Apesar de nunca haver me hospedado no Lutetia, o local, assim como a arquitetura são deslumbrantes!!
Espero poder conhecer, como hospede, essa maravilha.
BJSSS a todos
Patricia Narchi
Já me hospedei no Lvtetia,foi uma experiência incrível…adorei!Luxuoso,café da manhã excelente,assim como sua localização.O prédio exala história,o bairro é apaixonante.Recomendo!!
Sophia
A primeira vez que entrei no Lutetia foi no ano passado, para ver e ouvir um amigo que tocaria no piano bar. O clima no lugar de fato é caloroso e animado. Dodô conseguiu captá-lo precisamente e transmiti-lo com a elegância que lhe é tão característica. Que bom ler isto em meio a provas de estudantes que criam novas ortografias e conjugações inexistentes.
Adriana Pessoa
Linda crônica sobre um local que sempre olhei com curiosidade e encantamento. A arquitetura do Lutetia sempre me encantou, com aquelas varandas em movimento. O prédio em si, já é uma atração. O que acontece e como é no seu interior,soube agora, com esse presente do Dodô.

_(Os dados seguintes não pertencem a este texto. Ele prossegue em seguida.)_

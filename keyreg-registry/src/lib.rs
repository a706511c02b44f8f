//! # KEYREG Registry
//!
//! The table of public keys used to verify signed configuration files.
//!
//! Keys enter the registry two ways:
//!
//! - **Compiled tables**: [`KeyRegistry::bulk_import`] records static
//!   [`KeyDefinition`](keyreg_core::KeyDefinition)s; each is parsed lazily on
//!   first [`KeyRegistry::get_key`]
//! - **Explicit keys**: [`KeyRegistry::set_key`] pins an already-parsed key
//!
//! ## Example
//!
//! ```rust,ignore
//! use keyreg_core::KeyDefinition;
//! use keyreg_registry::global_instance;
//!
//! static KEYS: [KeyDefinition; 1] = [KeyDefinition::new(PEM_A, 1_100_000_000)];
//!
//! let registry = global_instance();
//! registry.bulk_import(&KEYS);
//!
//! if let Some(key) = registry.get_key(0) {
//!     println!("key 0: {}", key.fingerprint());
//! }
//! ```

#![forbid(unsafe_code)]
#![warn(missing_docs, rust_2018_idioms)]

mod global;
mod registry;
mod slot;

pub use global::global_instance;
pub use registry::KeyRegistry;
//! SPKI PEM codec for verification keys.
//!
//! Compiled key tables embed keys as the text of a `PUBLIC KEY` PEM
//! document. Tables emitted for C consumers may carry a trailing NUL
//! terminator inside the recorded length; it is ignored here.
//!
//! ## References
//!
//! - RFC 7468: Textual encodings of PKIX structures
//! - RFC 5480: Elliptic curve subject public key information

use k256::ecdsa::VerifyingKey;
use k256::pkcs8::{DecodePublicKey, EncodePublicKey, LineEnding};
use tracing::trace;

use keyreg_core::constants::PUBLIC_KEY_PEM_BEGIN;
use keyreg_core::error::{KeyRegError, Result};
use keyreg_core::traits::KeyParser;
use keyreg_core::types::VerificationKey;

// ═══════════════════════════════════════════════════════════════════════════════
// DECODING
// ═══════════════════════════════════════════════════════════════════════════════

/// Parses an SPKI PEM document into a verification key.
///
/// # Errors
///
/// - [`KeyRegError::KeyParse`] if the bytes are not UTF-8 text or the document
///   does not hold a valid secp256k1 public key
/// - [`KeyRegError::InvalidEncoding`] if the text does not contain a
///   `PUBLIC KEY` document
pub fn parse_public_key_pem(encoded: &[u8]) -> Result<VerificationKey> {
    let end = encoded
        .iter()
        .rposition(|&b| b != 0)
        .map_or(0, |last| last + 1);
    let text = std::str::from_utf8(&encoded[..end])
        .map_err(|e| KeyRegError::KeyParse(format!("key is not UTF-8 text: {e}")))?;

    if !text.trim_start().starts_with(PUBLIC_KEY_PEM_BEGIN) {
        return Err(KeyRegError::InvalidEncoding(
            "missing PUBLIC KEY boundary".into(),
        ));
    }

    let key = VerifyingKey::from_public_key_pem(text)
        .map_err(|e| KeyRegError::KeyParse(e.to_string()))?;

    trace!(len = encoded.len(), "Decoded PEM public key");
    Ok(VerificationKey::new(key))
}

// ═══════════════════════════════════════════════════════════════════════════════
// ENCODING
// ═══════════════════════════════════════════════════════════════════════════════

/// Encodes a verification key as an SPKI PEM document with `\n` line endings.
pub fn encode_public_key_pem(key: &VerificationKey) -> Result<String> {
    key.verifying_key()
        .to_public_key_pem(LineEnding::LF)
        .map_err(|e| KeyRegError::KeyEncode(e.to_string()))
}

// ═══════════════════════════════════════════════════════════════════════════════
// PARSER SERVICE
// ═══════════════════════════════════════════════════════════════════════════════

/// Default key-parsing service: SPKI PEM, secp256k1.
#[derive(Clone, Copy, Debug, Default)]
pub struct PemKeyParser;

impl KeyParser for PemKeyParser {
    fn parse(&self, encoded: &[u8]) -> Result<VerificationKey> {
        parse_public_key_pem(encoded)
    }
}

#[cfg(test)]
mod tests {
    use super::*;
    use k256::ecdsa::SigningKey;
    use proptest::prelude::*;
    use test_case::test_case;

    fn test_key(seed: u8) -> VerificationKey {
        let signing = SigningKey::from_slice(&[seed; 32]).unwrap();
        VerificationKey::new(*signing.verifying_key())
    }

    #[test]
    fn test_pem_roundtrip() {
        let key = test_key(9);
        let pem = encode_public_key_pem(&key).unwrap();
        assert!(pem.starts_with(PUBLIC_KEY_PEM_BEGIN));

        let parsed = parse_public_key_pem(pem.as_bytes()).unwrap();
        assert_eq!(parsed, key);
    }

    #[test]
    fn test_trailing_nul_ignored() {
        let key = test_key(4);
        let mut bytes = encode_public_key_pem(&key).unwrap().into_bytes();
        bytes.push(0);

        let parsed = PemKeyParser.parse(&bytes).unwrap();
        assert_eq!(parsed.fingerprint(), key.fingerprint());
    }

    #[test_case(b"" ; "empty")]
    #[test_case(b"not a key" ; "plain text")]
    #[test_case(b"-----BEGIN CERTIFICATE-----\nAAAA\n-----END CERTIFICATE-----\n" ; "wrong label")]
    fn test_rejects_non_public_key_text(bytes: &[u8]) {
        let result = parse_public_key_pem(bytes);
        assert!(matches!(result, Err(KeyRegError::InvalidEncoding(_))));
    }

    #[test]
    fn test_rejects_non_utf8() {
        let result = parse_public_key_pem(&[0xff, 0xfe, 0x00]);
        assert!(matches!(result, Err(KeyRegError::KeyParse(_))));
    }

    #[test]
    fn test_rejects_corrupt_body() {
        let pem = "-----BEGIN PUBLIC KEY-----\nAAAAAAAA\n-----END PUBLIC KEY-----\n";
        let result = parse_public_key_pem(pem.as_bytes());
        assert!(matches!(result, Err(KeyRegError::KeyParse(_))));
    }

    proptest! {
        #[test]
        fn prop_arbitrary_bytes_never_panic(bytes in proptest::collection::vec(any::<u8>(), 0..256)) {
            let _ = parse_public_key_pem(&bytes);
        }
    }
}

Juliana, sua pergunta não é boba, tive a mesma dúvida, e fiz a mesma pergunta aos meus amigos Pitaqueiros Jorge Fortunato e Cristiane Pereira, essa, habitué do Hotel e fluentes no Francês.
Bjs a todos.
Tatyana Mabel
Dodô e Beth,
Somente vcs poderiam nos dar esta leitura. Das garras da lagosta, às obras de arte à cena do casal… nada escapa ao olhar de vcs. Abraços.
Marcos Aurélio Felipe
Lindo texto, Dodô… Paris é Paris e Lutetia o seu espelho mais completo!
Eymard
Sensacional! Não precisa dizer mais. Paris passou pelo Lutetia, e pelo olhar atento e pena precisa, foi remontada por Dodo! Momento histórico que precede o fechamento do hotel para reformas. Em boa hora, nesta temporada, trocaram o 8 pelo 6!
Francy
Acordo…o Rio debaixo de chuva ,com trânsito caótico ,me deixa desanimada prá qualquer afazer lá fora .Aqui dentro ,abro o CP ,e cá está Dodô (com a permissão de La Blonde ) com mais um texto delicioso ,sobre o lugar de tantos encontros : Paris ! Melhor ainda ,uma cronica sobre o Lutetia (que está na lista dos meus desejos ) e entro no hotel ,guiada pelo casal e me divirto .Bem ,ou volto prá cama ,e sonho com Paris ,ou acordo mesmo ,e vou a luta ,prá poder voltar prá Paris ! Parabéns ,Dodô ,este texto me encantou !
Juliana
A pergunta é boba, mas sempre quis saber como se pronuncia Lutetia em francês …Rsrs… Minha oportunidade !!!